## Raw data
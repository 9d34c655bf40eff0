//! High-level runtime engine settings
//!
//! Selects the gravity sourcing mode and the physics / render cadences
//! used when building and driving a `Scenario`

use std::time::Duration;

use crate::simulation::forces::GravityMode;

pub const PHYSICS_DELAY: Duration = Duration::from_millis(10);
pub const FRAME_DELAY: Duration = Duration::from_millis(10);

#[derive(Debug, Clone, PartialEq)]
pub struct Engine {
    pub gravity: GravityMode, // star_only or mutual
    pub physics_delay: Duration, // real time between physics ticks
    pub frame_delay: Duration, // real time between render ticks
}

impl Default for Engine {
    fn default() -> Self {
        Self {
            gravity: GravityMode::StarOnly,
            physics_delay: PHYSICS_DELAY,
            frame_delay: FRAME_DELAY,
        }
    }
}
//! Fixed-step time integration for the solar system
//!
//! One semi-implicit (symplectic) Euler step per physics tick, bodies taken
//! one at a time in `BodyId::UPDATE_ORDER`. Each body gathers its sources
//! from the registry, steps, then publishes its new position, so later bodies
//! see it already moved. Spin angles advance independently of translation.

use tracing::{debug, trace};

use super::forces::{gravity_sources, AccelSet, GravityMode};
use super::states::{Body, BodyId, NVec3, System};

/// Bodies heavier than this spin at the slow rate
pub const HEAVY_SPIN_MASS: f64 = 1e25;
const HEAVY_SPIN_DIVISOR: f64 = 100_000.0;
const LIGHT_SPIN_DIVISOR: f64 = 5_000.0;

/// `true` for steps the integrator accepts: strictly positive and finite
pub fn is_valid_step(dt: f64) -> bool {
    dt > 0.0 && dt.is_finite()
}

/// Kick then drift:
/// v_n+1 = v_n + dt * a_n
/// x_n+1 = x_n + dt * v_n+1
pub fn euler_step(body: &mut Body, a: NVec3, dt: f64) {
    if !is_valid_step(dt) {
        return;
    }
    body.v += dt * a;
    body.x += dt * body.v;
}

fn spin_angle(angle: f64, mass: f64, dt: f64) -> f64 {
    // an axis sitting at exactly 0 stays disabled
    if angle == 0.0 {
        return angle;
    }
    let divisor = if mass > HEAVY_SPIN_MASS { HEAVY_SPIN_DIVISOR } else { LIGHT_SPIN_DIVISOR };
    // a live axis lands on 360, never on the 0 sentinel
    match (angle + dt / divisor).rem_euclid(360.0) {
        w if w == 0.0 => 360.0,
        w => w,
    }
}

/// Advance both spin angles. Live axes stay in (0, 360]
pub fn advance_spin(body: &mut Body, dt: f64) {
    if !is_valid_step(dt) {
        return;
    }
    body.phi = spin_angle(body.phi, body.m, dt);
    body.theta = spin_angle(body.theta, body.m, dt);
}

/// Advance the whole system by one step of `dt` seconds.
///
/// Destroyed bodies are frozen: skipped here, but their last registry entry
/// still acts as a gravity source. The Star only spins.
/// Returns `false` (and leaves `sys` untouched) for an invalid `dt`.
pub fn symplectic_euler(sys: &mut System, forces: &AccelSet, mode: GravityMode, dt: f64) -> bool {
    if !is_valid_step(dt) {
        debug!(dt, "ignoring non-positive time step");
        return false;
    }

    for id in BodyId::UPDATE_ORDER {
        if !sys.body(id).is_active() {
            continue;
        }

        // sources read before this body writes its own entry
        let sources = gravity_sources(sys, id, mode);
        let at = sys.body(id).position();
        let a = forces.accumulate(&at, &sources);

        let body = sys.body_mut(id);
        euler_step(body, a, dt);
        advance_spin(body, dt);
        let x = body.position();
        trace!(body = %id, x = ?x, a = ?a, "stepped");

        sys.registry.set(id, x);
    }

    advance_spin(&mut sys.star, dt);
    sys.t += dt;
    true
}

## Exercise details
Take the line with "in (0, 360]" and every line after it in the data, and please reproduce them exactly, leaving out all other lines.

## Exercise answer
/// Advance both spin angles. Live axes stay in (0, 360]
pub fn advance_spin(body: &mut Body, dt: f64) {
    if !is_valid_step(dt) {
        return;
    }
    body.phi = spin_angle(body.phi, body.m, dt);
    body.theta = spin_angle(body.theta, body.m, dt);
}

/// Advance the whole system by one step of `dt` seconds.
///
/// Destroyed bodies are frozen: skipped here, but their last registry entry
/// still acts as a gravity source. The Star only spins.
/// Returns `false` (and leaves `sys` untouched) for an invalid `dt`.
pub fn symplectic_euler(sys: &mut System, forces: &AccelSet, mode: GravityMode, dt: f64) -> bool {
    if !is_valid_step(dt) {
        debug!(dt, "ignoring non-positive time step");
        return false;
    }

    for id in BodyId::UPDATE_ORDER {
        if !sys.body(id).is_active() {
            continue;
        }

        // sources read before this body writes its own entry
        let sources = gravity_sources(sys, id, mode);
        let at = sys.body(id).position();
        let a = forces.accumulate(&at, &sources);

        let body = sys.body_mut(id);
        euler_step(body, a, dt);
        advance_spin(body, dt);
        let x = body.position();
        trace!(body = %id, x = ?x, a = ?a, "stepped");

        sys.registry.set(id, x);
    }

    advance_spin(&mut sys.star, dt);
    sys.t += dt;
    true
}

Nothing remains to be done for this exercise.